-- EXTRACTED DATA --
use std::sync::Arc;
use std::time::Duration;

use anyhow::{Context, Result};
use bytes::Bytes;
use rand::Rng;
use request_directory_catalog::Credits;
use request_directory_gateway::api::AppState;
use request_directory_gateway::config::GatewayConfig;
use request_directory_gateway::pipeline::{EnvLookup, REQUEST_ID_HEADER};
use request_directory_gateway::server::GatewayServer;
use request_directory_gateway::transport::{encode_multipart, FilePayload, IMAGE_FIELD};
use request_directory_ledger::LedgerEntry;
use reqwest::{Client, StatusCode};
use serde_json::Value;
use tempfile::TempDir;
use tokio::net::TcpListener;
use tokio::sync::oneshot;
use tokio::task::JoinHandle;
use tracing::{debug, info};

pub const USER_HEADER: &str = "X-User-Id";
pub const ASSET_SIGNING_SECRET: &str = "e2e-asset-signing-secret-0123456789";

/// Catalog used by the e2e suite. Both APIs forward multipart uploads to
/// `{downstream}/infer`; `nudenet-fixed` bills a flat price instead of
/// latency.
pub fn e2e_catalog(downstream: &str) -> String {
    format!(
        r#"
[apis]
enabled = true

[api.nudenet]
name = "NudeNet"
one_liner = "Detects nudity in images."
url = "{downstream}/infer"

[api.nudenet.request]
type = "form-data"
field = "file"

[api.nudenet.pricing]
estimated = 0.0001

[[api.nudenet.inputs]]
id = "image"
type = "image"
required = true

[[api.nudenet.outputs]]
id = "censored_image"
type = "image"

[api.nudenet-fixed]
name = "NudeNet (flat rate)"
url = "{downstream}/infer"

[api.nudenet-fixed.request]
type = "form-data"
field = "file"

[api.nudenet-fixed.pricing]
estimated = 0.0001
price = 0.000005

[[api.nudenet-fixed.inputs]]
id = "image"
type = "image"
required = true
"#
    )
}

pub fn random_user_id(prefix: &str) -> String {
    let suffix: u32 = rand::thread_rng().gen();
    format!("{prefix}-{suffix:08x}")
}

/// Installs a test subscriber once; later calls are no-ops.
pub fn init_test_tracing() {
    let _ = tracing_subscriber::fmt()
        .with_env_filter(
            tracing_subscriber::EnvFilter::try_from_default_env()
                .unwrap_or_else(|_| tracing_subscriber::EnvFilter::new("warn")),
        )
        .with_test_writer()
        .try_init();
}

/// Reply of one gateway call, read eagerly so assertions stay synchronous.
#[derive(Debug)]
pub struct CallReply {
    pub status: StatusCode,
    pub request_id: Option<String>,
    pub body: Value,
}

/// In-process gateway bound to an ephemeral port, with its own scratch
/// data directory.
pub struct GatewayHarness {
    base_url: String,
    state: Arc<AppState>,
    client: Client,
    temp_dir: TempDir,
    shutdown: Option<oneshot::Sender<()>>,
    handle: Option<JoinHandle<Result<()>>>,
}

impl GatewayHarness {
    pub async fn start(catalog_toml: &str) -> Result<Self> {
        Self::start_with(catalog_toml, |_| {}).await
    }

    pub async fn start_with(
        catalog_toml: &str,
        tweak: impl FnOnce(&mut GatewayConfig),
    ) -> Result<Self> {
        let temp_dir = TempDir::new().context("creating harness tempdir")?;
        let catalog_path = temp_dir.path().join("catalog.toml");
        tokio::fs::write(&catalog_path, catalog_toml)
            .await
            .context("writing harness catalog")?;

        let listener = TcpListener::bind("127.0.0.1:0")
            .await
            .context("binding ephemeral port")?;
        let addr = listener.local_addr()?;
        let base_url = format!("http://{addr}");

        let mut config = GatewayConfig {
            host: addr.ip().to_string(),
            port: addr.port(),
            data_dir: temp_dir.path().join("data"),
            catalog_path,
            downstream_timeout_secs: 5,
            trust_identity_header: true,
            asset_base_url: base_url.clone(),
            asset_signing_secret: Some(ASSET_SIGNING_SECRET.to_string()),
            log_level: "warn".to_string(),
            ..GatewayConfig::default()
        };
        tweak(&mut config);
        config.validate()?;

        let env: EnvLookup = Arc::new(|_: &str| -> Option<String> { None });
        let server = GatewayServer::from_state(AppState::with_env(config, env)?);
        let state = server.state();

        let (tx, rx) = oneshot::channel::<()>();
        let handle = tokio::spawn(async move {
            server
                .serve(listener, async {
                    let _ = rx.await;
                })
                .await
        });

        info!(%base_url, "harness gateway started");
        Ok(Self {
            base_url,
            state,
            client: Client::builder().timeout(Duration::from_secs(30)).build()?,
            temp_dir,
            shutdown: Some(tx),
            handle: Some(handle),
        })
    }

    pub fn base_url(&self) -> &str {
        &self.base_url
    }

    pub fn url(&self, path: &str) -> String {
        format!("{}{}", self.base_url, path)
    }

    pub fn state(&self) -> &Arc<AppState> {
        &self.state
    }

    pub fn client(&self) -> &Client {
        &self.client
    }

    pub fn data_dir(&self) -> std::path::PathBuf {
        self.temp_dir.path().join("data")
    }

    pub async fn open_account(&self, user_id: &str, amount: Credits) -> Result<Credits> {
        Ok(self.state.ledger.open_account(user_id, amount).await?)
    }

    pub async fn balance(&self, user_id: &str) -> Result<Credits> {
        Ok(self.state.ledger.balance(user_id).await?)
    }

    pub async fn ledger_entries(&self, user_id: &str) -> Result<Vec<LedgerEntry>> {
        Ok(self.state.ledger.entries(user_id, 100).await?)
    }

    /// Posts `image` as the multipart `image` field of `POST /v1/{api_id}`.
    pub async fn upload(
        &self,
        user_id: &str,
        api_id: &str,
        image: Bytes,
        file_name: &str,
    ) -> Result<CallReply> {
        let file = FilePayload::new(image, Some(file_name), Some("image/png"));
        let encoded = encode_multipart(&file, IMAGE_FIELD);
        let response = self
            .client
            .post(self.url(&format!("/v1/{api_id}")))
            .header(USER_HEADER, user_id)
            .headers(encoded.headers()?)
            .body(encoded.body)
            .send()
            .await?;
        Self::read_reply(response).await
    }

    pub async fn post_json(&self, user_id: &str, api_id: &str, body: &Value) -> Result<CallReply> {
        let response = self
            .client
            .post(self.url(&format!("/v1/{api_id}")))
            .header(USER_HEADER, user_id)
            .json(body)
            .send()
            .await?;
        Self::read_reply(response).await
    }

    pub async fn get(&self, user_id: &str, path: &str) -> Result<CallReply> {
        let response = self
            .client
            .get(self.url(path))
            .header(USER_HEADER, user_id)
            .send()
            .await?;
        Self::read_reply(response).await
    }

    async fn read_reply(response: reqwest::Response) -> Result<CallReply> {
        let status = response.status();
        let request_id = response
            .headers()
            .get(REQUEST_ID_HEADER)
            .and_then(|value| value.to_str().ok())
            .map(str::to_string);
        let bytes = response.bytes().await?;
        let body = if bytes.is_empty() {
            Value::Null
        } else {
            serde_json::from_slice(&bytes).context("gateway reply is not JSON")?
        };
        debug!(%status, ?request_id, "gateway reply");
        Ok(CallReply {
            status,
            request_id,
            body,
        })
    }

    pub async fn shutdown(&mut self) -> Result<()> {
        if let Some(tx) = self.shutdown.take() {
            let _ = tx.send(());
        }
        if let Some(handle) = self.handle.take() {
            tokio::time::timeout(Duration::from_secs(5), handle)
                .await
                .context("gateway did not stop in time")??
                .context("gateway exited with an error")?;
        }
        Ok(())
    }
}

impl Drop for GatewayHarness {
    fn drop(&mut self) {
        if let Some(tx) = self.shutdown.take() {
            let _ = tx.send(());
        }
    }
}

-- PROBLEM STATEMENT --
Nothing may be left out or altered: reproduce the complete listing.

-- WRITTEN REPLY --
use std::sync::Arc;
use std::time::Duration;

use anyhow::{Context, Result};
use bytes::Bytes;
use rand::Rng;
use request_directory_catalog::Credits;
use request_directory_gateway::api::AppState;
use request_directory_gateway::config::GatewayConfig;
use request_directory_gateway::pipeline::{EnvLookup, REQUEST_ID_HEADER};
use request_directory_gateway::server::GatewayServer;
use request_directory_gateway::transport::{encode_multipart, FilePayload, IMAGE_FIELD};
use request_directory_ledger::LedgerEntry;
use reqwest::{Client, StatusCode};
use serde_json::Value;
use tempfile::TempDir;
use tokio::net::TcpListener;
use tokio::sync::oneshot;
use tokio::task::JoinHandle;
use tracing::{debug, info};

pub const USER_HEADER: &str = "X-User-Id";
pub const ASSET_SIGNING_SECRET: &str = "e2e-asset-signing-secret-0123456789";

/// Catalog used by the e2e suite. Both APIs forward multipart uploads to
/// `{downstream}/infer`; `nudenet-fixed` bills a flat price instead of
/// latency.
pub fn e2e_catalog(downstream: &str) -> String {
    format!(
        r#"
[apis]
enabled = true

[api.nudenet]
name = "NudeNet"
one_liner = "Detects nudity in images."
url = "{downstream}/infer"

[api.nudenet.request]
type = "form-data"
field = "file"

[api.nudenet.pricing]
estimated = 0.0001

[[api.nudenet.inputs]]
id = "image"
type = "image"
required = true

[[api.nudenet.outputs]]
id = "censored_image"
type = "image"

[api.nudenet-fixed]
name = "NudeNet (flat rate)"
url = "{downstream}/infer"

[api.nudenet-fixed.request]
type = "form-data"
field = "file"

[api.nudenet-fixed.pricing]
estimated = 0.0001
price = 0.000005

[[api.nudenet-fixed.inputs]]
id = "image"
type = "image"
required = true
"#
    )
}

pub fn random_user_id(prefix: &str) -> String {
    let suffix: u32 = rand::thread_rng().gen();
    format!("{prefix}-{suffix:08x}")
}

/// Installs a test subscriber once; later calls are no-ops.
pub fn init_test_tracing() {
    let _ = tracing_subscriber::fmt()
        .with_env_filter(
            tracing_subscriber::EnvFilter::try_from_default_env()
                .unwrap_or_else(|_| tracing_subscriber::EnvFilter::new("warn")),
        )
        .with_test_writer()
        .try_init();
}

/// Reply of one gateway call, read eagerly so assertions stay synchronous.
#[derive(Debug)]
pub struct CallReply {
    pub status: StatusCode,
    pub request_id: Option<String>,
    pub body: Value,
}

/// In-process gateway bound to an ephemeral port, with its own scratch
/// data directory.
pub struct GatewayHarness {
    base_url: String,
    state: Arc<AppState>,
    client: Client,
    temp_dir: TempDir,
    shutdown: Option<oneshot::Sender<()>>,
    handle: Option<JoinHandle<Result<()>>>,
}

impl GatewayHarness {
    pub async fn start(catalog_toml: &str) -> Result<Self> {
        Self::start_with(catalog_toml, |_| {}).await
    }

    pub async fn start_with(
        catalog_toml: &str,
        tweak: impl FnOnce(&mut GatewayConfig),
    ) -> Result<Self> {
        let temp_dir = TempDir::new().context("creating harness tempdir")?;
        let catalog_path = temp_dir.path().join("catalog.toml");
        tokio::fs::write(&catalog_path, catalog_toml)
            .await
            .context("writing harness catalog")?;

        let listener = TcpListener::bind("127.0.0.1:0")
            .await
            .context("binding ephemeral port")?;
        let addr = listener.local_addr()?;
        let base_url = format!("http://{addr}");

        let mut config = GatewayConfig {
            host: addr.ip().to_string(),
            port: addr.port(),
            data_dir: temp_dir.path().join("data"),
            catalog_path,
            downstream_timeout_secs: 5,
            trust_identity_header: true,
            asset_base_url: base_url.clone(),
            asset_signing_secret: Some(ASSET_SIGNING_SECRET.to_string()),
            log_level: "warn".to_string(),
            ..GatewayConfig::default()
        };
        tweak(&mut config);
        config.validate()?;

        let env: EnvLookup = Arc::new(|_: &str| -> Option<String> { None });
        let server = GatewayServer::from_state(AppState::with_env(config, env)?);
        let state = server.state();

        let (tx, rx) = oneshot::channel::<()>();
        let handle = tokio::spawn(async move {
            server
                .serve(listener, async {
                    let _ = rx.await;
                })
                .await
        });

        info!(%base_url, "harness gateway started");
        Ok(Self {
            base_url,
            state,
            client: Client::builder().timeout(Duration::from_secs(30)).build()?,
            temp_dir,
            shutdown: Some(tx),
            handle: Some(handle),
        })
    }

    pub fn base_url(&self) -> &str {
        &self.base_url
    }

    pub fn url(&self, path: &str) -> String {
        format!("{}{}", self.base_url, path)
    }

    pub fn state(&self) -> &Arc<AppState> {
        &self.state
    }

    pub fn client(&self) -> &Client {
        &self.client
    }

    pub fn data_dir(&self) -> std::path::PathBuf {
        self.temp_dir.path().join("data")
    }

    pub async fn open_account(&self, user_id: &str, amount: Credits) -> Result<Credits> {
        Ok(self.state.ledger.open_account(user_id, amount).await?)
    }

    pub async fn balance(&self, user_id: &str) -> Result<Credits> {
        Ok(self.state.ledger.balance(user_id).await?)
    }

    pub async fn ledger_entries(&self, user_id: &str) -> Result<Vec<LedgerEntry>> {
        Ok(self.state.ledger.entries(user_id, 100).await?)
    }

    /// Posts `image` as the multipart `image` field of `POST /v1/{api_id}`.
    pub async fn upload(
        &self,
        user_id: &str,
        api_id: &str,
        image: Bytes,
        file_name: &str,
    ) -> Result<CallReply> {
        let file = FilePayload::new(image, Some(file_name), Some("image/png"));
        let encoded = encode_multipart(&file, IMAGE_FIELD);
        let response = self
            .client
            .post(self.url(&format!("/v1/{api_id}")))
            .header(USER_HEADER, user_id)
            .headers(encoded.headers()?)
            .body(encoded.body)
            .send()
            .await?;
        Self::read_reply(response).await
    }

    pub async fn post_json(&self, user_id: &str, api_id: &str, body: &Value) -> Result<CallReply> {
        let response = self
            .client
            .post(self.url(&format!("/v1/{api_id}")))
            .header(USER_HEADER, user_id)
            .json(body)
            .send()
            .await?;
        Self::read_reply(response).await
    }

    pub async fn get(&self, user_id: &str, path: &str) -> Result<CallReply> {
        let response = self
            .client
            .get(self.url(path))
            .header(USER_HEADER, user_id)
            .send()
            .await?;
        Self::read_reply(response).await
    }

    async fn read_reply(response: reqwest::Response) -> Result<CallReply> {
        let status = response.status();
        let request_id = response
            .headers()
            .get(REQUEST_ID_HEADER)
            .and_then(|value| value.to_str().ok())
            .map(str::to_string);
        let bytes = response.bytes().await?;
        let body = if bytes.is_empty() {
            Value::Null
        } else {
            serde_json::from_slice(&bytes).context("gateway reply is not JSON")?
        };
        debug!(%status, ?request_id, "gateway reply");
        Ok(CallReply {
            status,
            request_id,
            body,
        })
    }

    pub async fn shutdown(&mut self) -> Result<()> {
        if let Some(tx) = self.shutdown.take() {
            let _ = tx.send(());
        }
        if let Some(handle) = self.handle.take() {
            tokio::time::timeout(Duration::from_secs(5), handle)
                .await
                .context("gateway did not stop in time")??
                .context("gateway exited with an error")?;
        }
        Ok(())
    }
}

impl Drop for GatewayHarness {
    fn drop(&mut self) {
        if let Some(tx) = self.shutdown.take() {
            let _ = tx.send(());
        }
    }
}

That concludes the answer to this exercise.